▶ [WHAT THIS TASK INVOLVES]: Pull every line containing "Result" out of the material below.
##########
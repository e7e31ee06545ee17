//! Ledger boundary: the on-chain oracle contract as seen from the server.
//!
//! The consensus core never talks to a chain directly. Everything it needs
//! (registration, index lookup, the `OracleRequest` event stream and response
//! submission) goes through [`Ledger`], which has an in-process
//! [`SimulatedLedger`] for local runs and tests and an [`RpcLedger`] for a
//! JSON-RPC gateway in front of a real node.

use async_trait::async_trait;
use tokio::sync::mpsc;
use tokio::task::JoinHandle;

use crate::error::LedgerError;
use crate::models::{FlightRequest, FlightStatus, Identity, OracleIndexes};

pub mod rpc;
pub mod simulated;

pub use rpc::RpcLedger;
pub use simulated::{SimulatedLedger, SimulatedLedgerBuilder};

/// Why the ledger declined a response.
#[derive(Debug, Clone, PartialEq, Eq)]
pub enum RejectReason {
    /// The oracle does not hold the request index.
    IndexMismatch,
    /// No open request exists for the index and flight.
    RequestClosed,
    NotRegistered,
    /// Transport or unexpected revert while submitting.
    Ledger(String),
}

#[derive(Debug, Clone, PartialEq, Eq)]
pub enum SubmissionOutcome {
    Accepted,
    Rejected(RejectReason),
}

impl SubmissionOutcome {
    pub fn is_accepted(&self) -> bool {
        matches!(self, SubmissionOutcome::Accepted)
    }
}

/// Live stream of `OracleRequest` events, starting at the ledger head.
pub struct RequestSubscription {
    rx: mpsc::UnboundedReceiver<Result<FlightRequest, LedgerError>>,
    task: Option<JoinHandle<()>>,
}

impl RequestSubscription {
    pub fn new(rx: mpsc::UnboundedReceiver<Result<FlightRequest, LedgerError>>) -> Self {
        Self { rx, task: None }
    }

    /// Subscription fed by a background task that is aborted on drop.
    pub fn with_task(
        rx: mpsc::UnboundedReceiver<Result<FlightRequest, LedgerError>>,
        task: JoinHandle<()>,
    ) -> Self {
        Self {
            rx,
            task: Some(task),
        }
    }

    /// Next event, or `None` once the ledger side has gone away.
    pub async fn next(&mut self) -> Option<Result<FlightRequest, LedgerError>> {
        self.rx.recv().await
    }
}

impl Drop for RequestSubscription {
    fn drop(&mut self) {
        if let Some(task) = self.task.take() {
            task.abort();
        }
    }
}

#[async_trait]
pub trait Ledger: Send + Sync {
    /// Ordered account list the account pool is carved from.
    async fn accounts(&self) -> Result<Vec<Identity>, LedgerError>;

    async fn fetch_registration_fee(&self) -> Result<u128, LedgerError>;

    async fn register_oracle(&self, identity: &Identity, fee: u128) -> Result<(), LedgerError>;

    async fn get_assigned_indexes(&self, identity: &Identity) -> Result<OracleIndexes, LedgerError>;

    /// Subscribe to `OracleRequest` events emitted from now on.
    async fn subscribe_oracle_requests(&self) -> Result<RequestSubscription, LedgerError>;

    async fn submit_oracle_response(
        &self,
        identity: &Identity,
        request: &FlightRequest,
        status: FlightStatus,
    ) -> Result<SubmissionOutcome, LedgerError>;

    /// Ask the contract to raise an oracle request; returns the request index.
    async fn fetch_flight_status(
        &self,
        caller: &Identity,
        airline: &Identity,
        flight: &str,
        timestamp: u64,
    ) -> Result<u8, LedgerError>;
}
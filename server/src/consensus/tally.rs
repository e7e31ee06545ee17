use std::sync::atomic::{AtomicU32, Ordering};

use serde::Serialize;

use crate::models::FlightStatus;

/// Accepted-response counters for one round, one per status code.
#[derive(Debug, Default)]
pub struct StatusTally {
    counters: [AtomicU32; FlightStatus::COUNT],
}

#[derive(Debug, Clone, Copy, PartialEq, Eq, Serialize)]
pub struct TallyEntry {
    pub status: FlightStatus,
    pub code: u8,
    pub count: u32,
}

impl StatusTally {
    pub fn new() -> Self {
        Self::default()
    }

    /// Count one accepted response and return the new total for `status`.
    pub fn record(&self, status: FlightStatus) -> u32 {
        self.counters[status.slot()].fetch_add(1, Ordering::AcqRel) + 1
    }

    pub fn count(&self, status: FlightStatus) -> u32 {
        self.counters[status.slot()].load(Ordering::Acquire)
    }

    pub fn total(&self) -> u32 {
        FlightStatus::ALL.iter().map(|status| self.count(*status)).sum()
    }

    pub fn snapshot(&self) -> Vec<TallyEntry> {
        FlightStatus::ALL
            .iter()
            .map(|status| TallyEntry {
                status: *status,
                code: status.code(),
                count: self.count(*status),
            })
            .collect()
    }
}
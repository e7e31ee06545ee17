//! API handlers for the flight oracle server

pub mod oracle;
pub mod rounds;

use axum::Json;
use serde_json::{json, Value};

pub use oracle::{get_oracle, list_oracles};
pub use rounds::{get_round, list_rounds, request_flight_status, service_status};

pub async fn root() -> &'static str {
    "Flight Oracle Server"
}

pub async fn health_check() -> &'static str {
    "OK"
}

pub async fn api_banner() -> Json<Value> {
    Json(json!({ "message": "An API for use with your Dapp!" }))
}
##########
▶ [EXERCISE ANSWER]:
    rx: mpsc::UnboundedReceiver<Result<FlightRequest, LedgerError>>,
    pub fn new(rx: mpsc::UnboundedReceiver<Result<FlightRequest, LedgerError>>) -> Self {
        rx: mpsc::UnboundedReceiver<Result<FlightRequest, LedgerError>>,
    pub async fn next(&mut self) -> Option<Result<FlightRequest, LedgerError>> {
    async fn accounts(&self) -> Result<Vec<Identity>, LedgerError>;
    async fn fetch_registration_fee(&self) -> Result<u128, LedgerError>;
    async fn register_oracle(&self, identity: &Identity, fee: u128) -> Result<(), LedgerError>;
    async fn get_assigned_indexes(&self, identity: &Identity) -> Result<OracleIndexes, LedgerError>;
    async fn subscribe_oracle_requests(&self) -> Result<RequestSubscription, LedgerError>;
    ) -> Result<SubmissionOutcome, LedgerError>;
    ) -> Result<u8, LedgerError>;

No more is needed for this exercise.